Minister Flanagan launches Mike Sheil’s photography exhibition

Minister Flanagan launches Mike Sheil’s photography exhibition

The death of parliamentarian, poet and Irish nationalist Thomas Kettle a century ago was remembered in Dublin on 9th September 2016 with a State Ceremony in St. Stephen’s Green. 

Minister for Foreign Affairs and Trade, Charles Flanagan TD represented the Government at the event which was also attended by members of the extended Kettle Family and included a wreath laying ceremony at Kettle’s memorial bust.

Thomas Kettle was born in Artane, Co. Dublin in 1880 to a family steeped in a strong Home Rule philosophy. Educated at University College Dublin he went on to become a prominent nationalist parliamentarian, economist and poet. After having being called to the bar, he entered politics in 1906 and was elected as an MP for East Tyrone as a member of the Irish Parliamentary Party. He became the first Professor of National Economics at UCD in 1908 and was considered a leading intellectual light of his generation. He left formal politics in December 1910 but continued to be a strong voice for constitutional nationalism and the Home Rule movement through his writings and journalistic work.
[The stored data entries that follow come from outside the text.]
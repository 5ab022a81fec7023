use crate::block::{Block, Segment};

const BOLD: &str = "\x1b[1m";
const ITALIC: &str = "\x1b[3m";
const RESET: &str = "\x1b[0m";

/// Convert blocks to ANSI-styled terminal text
pub fn blocks_to_ansi(blocks: &[Block]) -> String {
    let mut out = String::new();

    for (i, block) in blocks.iter().enumerate() {
        if i > 0 {
            out.push('\n');
        }
        match block {
            Block::Bullet { content } | Block::Numbered { content } => {
                out.push_str("  ");
                segments_to_ansi(content, &mut out);
            }
            Block::Paragraph { content } => {
                segments_to_ansi(content, &mut out);
            }
            // The separating newline already leaves an empty line.
            Block::Break => {}
        }
    }

    out
}

fn segments_to_ansi(segments: &[Segment], out: &mut String) {
    for segment in segments {
        match segment {
            Segment::Plain(text) => out.push_str(text),
            Segment::Bold(text) => {
                out.push_str(BOLD);
                out.push_str(text);
                out.push_str(RESET);
            }
            Segment::Italic(text) => {
                out.push_str(ITALIC);
                out.push_str(text);
                out.push_str(RESET);
            }
        }
    }
}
Minister Flanagan with members of the Kettle family

Kettle witnessed the harsh realities of the First World War first hand while purchasing weapons for the Irish Volunteers in Belgium in 1914. This experience influenced him greatly, fomenting his view that in the wider European context the war against Germany transcended Anglo-Irish politics. He supported John Redmond’s stance on the war and joined the British Army obtaining a commission to the Royal Dublin Fusiliers. He led his men during the Battle of the Somme and was killed during an engagement near Ginchy on the 9th of September 1916.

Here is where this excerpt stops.